Why do the Canadian doctors step up now? It is because only now (in August), Ontario province government finally agreed to legalize MMA in the province. Ultimate Fighting Championship (UFC) and Warrior One (W1) are the two largest organizations. They already have business strategies aiming to develop activities in lucrative locations in the province. Ontario Premier Mr. Dalton McGuinty finally stepped out of his comfort zone to sign the law, but wants close scrutiny of all events and all the rules, according to Toronto Sun.

Doctors are unhappy that there are seldom trained professionals at the matches. They say that even if there were, it would be against their essential principles for them to passively watch the ongoing injuries and just let them pass. Traditional martial artists are displeased that the sport is in its essence countering the original values of martial arts which are most importantly respect, discipline, self-control and courtesy.

As reported by CTV, Dr. Shelby Karpman warns that since MMA is already very popular, outlawing it would cause that the fights take place illegally. Also, health supervision would not be enforceable and thus the artists could count on substandard care, which translates into even more danger.

That said, it seems reasonable to conclude that if the sport cannot be banned, it should definitely be officially regulated and any rules should be obeyed without exceptions. This means that there should be reasonable medical authority present with appropriate competencies; licensing, insurance and preventive measures should be in place during every match.

As I am sure you are wondering: Extreme sports such as MMA are treated as a special case for life insurance. Not every company will want to sell you coverage if you perform this or a similar extreme sport, and those who will are going to ask a much higher price. The final price is going to depend on the nature of the sport you do. A fighter should pay utmost attention to any exclusions and caveats in the policy and should not sign up for any but licensed events. Illegal fighting may mar your chances of ever successfully making a claim on your policy.

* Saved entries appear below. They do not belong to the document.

//! Collaborator contracts for scores
//!
//! The engine only talks to these traits. Calls are fire-and-forget from
//! its side: failures are logged and never touch run state.

mod error;

pub use error::StoreError;

use serde::{Deserialize, Serialize};

/// Authenticated player, treated as an opaque label
#[derive(Debug, Clone, PartialEq, Eq, Serialize, Deserialize)]
pub struct Identity {
    pub id: u64,
    pub display_name: Option<String>,
}

impl Identity {
    pub fn new(id: u64) -> Self {
        Self {
            id,
            display_name: None,
        }
    }

    pub fn with_name(id: u64, name: impl Into<String>) -> Self {
        Self {
            id,
            display_name: Some(name.into()),
        }
    }

    /// Display name, or `user:<id>` when none was supplied
    pub fn label(&self) -> String {
        match &self.display_name {
            Some(name) if !name.trim().is_empty() => name.clone(),
            _ => format!("user:{}", self.id),
        }
    }
}

/// One leaderboard row
#[derive(Debug, Clone, PartialEq, Eq, Serialize, Deserialize)]
pub struct LeaderboardEntry {
    pub identity: u64,
    pub display_name: String,
    pub score: u64,
}

/// Best-score persistence
pub trait ScoreStore {
    /// Best known score, 0 when nothing is stored
    fn read_best_score(&self) -> u64;
    fn write_best_score(&mut self, score: u64) -> Result<(), StoreError>;
}

/// Ranked score board
pub trait Leaderboard {
    /// Returns true if the submission was accepted as a new best
    fn submit_score(&mut self, identity: &Identity, score: u64) -> Result<bool, StoreError>;
    /// Top `limit` entries, highest score first
    fn fetch_leaderboard(&self, limit: usize) -> Result<Vec<LeaderboardEntry>, StoreError>;
}

/// Best score in LocalStorage on the web, in memory natively
#[derive(Debug, Default)]
pub struct LocalScoreStore {
    #[cfg(not(target_arch = "wasm32"))]
    best: u64,
}

impl LocalScoreStore {
    #[cfg_attr(not(target_arch = "wasm32"), allow(dead_code))]
    const STORAGE_KEY: &'static str = "fruit_slash_best_score";

    pub fn new() -> Self {
        Self::default()
    }
}

#[cfg(target_arch = "wasm32")]
fn local_storage() -> Result<web_sys::Storage, StoreError> {
    web_sys::window()
        .and_then(|w| w.local_storage().ok())
        .flatten()
        .ok_or(StoreError::Unavailable)
}

#[cfg(target_arch = "wasm32")]
impl ScoreStore for LocalScoreStore {
    fn read_best_score(&self) -> u64 {
        let Ok(storage) = local_storage() else {
            return 0;
        };
        match storage.get_item(Self::STORAGE_KEY) {
            Ok(Some(raw)) => serde_json::from_str(&raw).unwrap_or_else(|e| {
                log::warn!("Ignoring unreadable best score: {e}");
                0
            }),
            _ => 0,
        }
    }

    fn write_best_score(&mut self, score: u64) -> Result<(), StoreError> {
        let storage = local_storage()?;
        let json = serde_json::to_string(&score)?;
        storage
            .set_item(Self::STORAGE_KEY, &json)
            .map_err(|e| StoreError::WriteFailed {
                key: Self::STORAGE_KEY,
                reason: format!("{e:?}"),
            })
    }
}

#[cfg(not(target_arch = "wasm32"))]
impl ScoreStore for LocalScoreStore {
    fn read_best_score(&self) -> u64 {
        self.best
    }

    fn write_best_score(&mut self, score: u64) -> Result<(), StoreError> {
        self.best = score;
        Ok(())
    }
}

#[cfg(test)]
mod tests {
    use super::*;

    #[test]
    fn test_identity_label_fallback() {
        assert_eq!(Identity::new(42).label(), "user:42");
        assert_eq!(Identity::with_name(42, "  ").label(), "user:42");
        assert_eq!(Identity::with_name(7, "kiwi").label(), "kiwi");
    }

    #[cfg(not(target_arch = "wasm32"))]
    #[test]
    fn test_local_store_round_trip() {
        let mut store = LocalScoreStore::new();
        assert_eq!(store.read_best_score(), 0);
        store.write_best_score(120).unwrap();
        assert_eq!(store.read_best_score(), 120);
    }
}
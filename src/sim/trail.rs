//! Pointer trail tracking
//!
//! Turns press/move/release samples into a time-ordered trail. Only points
//! younger than `TRAIL_LIFETIME_MS` are live, so a held pointer's trail
//! fades even mid-gesture.

use glam::Vec2;

use crate::consts::TRAIL_LIFETIME_MS;

/// One pointer sample in canvas pixels
#[derive(Debug, Clone, Copy, PartialEq)]
pub struct TrailPoint {
    pub pos: Vec2,
    pub time_ms: f64,
}

impl TrailPoint {
    pub fn new(x: f32, y: f32, time_ms: f64) -> Self {
        Self {
            pos: Vec2::new(x, y),
            time_ms,
        }
    }
}

/// Pair of consecutive live trail points, oldest first
#[derive(Debug, Clone, Copy, PartialEq)]
pub struct Segment {
    pub start: Vec2,
    pub end: Vec2,
}

/// Gesture state
#[derive(Debug, Clone, Copy, PartialEq, Eq, Default)]
pub enum Gesture {
    #[default]
    Idle,
    Active,
}

#[derive(Debug, Default)]
pub struct InputTracker {
    gesture: Gesture,
    points: Vec<TrailPoint>,
}

impl InputTracker {
    pub fn new() -> Self {
        Self::default()
    }

    pub fn gesture(&self) -> Gesture {
        self.gesture
    }

    pub fn is_active(&self) -> bool {
        self.gesture == Gesture::Active
    }

    fn accept(x: f32, y: f32) -> bool {
        if x.is_finite() && y.is_finite() {
            return true;
        }
        log::debug!("Dropping non-finite pointer sample ({x}, {y})");
        false
    }

    /// Pointer down: start a fresh gesture at this point
    pub fn press(&mut self, x: f32, y: f32, time_ms: f64) {
        self.gesture = Gesture::Active;
        self.points.clear();
        if Self::accept(x, y) {
            self.points.push(TrailPoint::new(x, y, time_ms));
        }
    }

    /// Pointer move: append while a gesture is active. Returns whether the sample was kept.
    pub fn move_to(&mut self, x: f32, y: f32, time_ms: f64) -> bool {
        if self.gesture != Gesture::Active || !Self::accept(x, y) {
            return false;
        }
        self.points.push(TrailPoint::new(x, y, time_ms));
        true
    }

    /// Pointer up/cancel: clear the buffer. Returns true if a gesture was active.
    pub fn release(&mut self) -> bool {
        let was_active = self.gesture == Gesture::Active;
        self.gesture = Gesture::Idle;
        self.points.clear();
        was_active
    }

    /// Every buffered point, including stale ones
    pub fn buffered(&self) -> &[TrailPoint] {
        &self.points
    }

    /// Points younger than the trail lifetime, oldest first
    pub fn live_trail(&self, now_ms: f64) -> &[TrailPoint] {
        let first_live = self
            .points
            .partition_point(|p| now_ms - p.time_ms >= TRAIL_LIFETIME_MS);
        &self.points[first_live..]
    }

    /// Consecutive pairs of the live trail, oldest first
    pub fn live_segments(&self, now_ms: f64) -> Vec<Segment> {
        self.live_trail(now_ms)
            .windows(2)
            .map(|w| Segment {
                start: w[0].pos,
                end: w[1].pos,
            })
            .collect()
    }
}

However, life insurance is not going to suffice to cover all expenses associated with extreme sports. A fighter will most probably cause harm to his or her counterpart and that will make him or her responsible for the reimbursements. In addition to the host of the match, each fighter should have liability insurance of his or her own. As with life insurance, with liability insurance it holds true that the fight must be part of a licensed and supervised venue and is limited by any exclusions in the plan.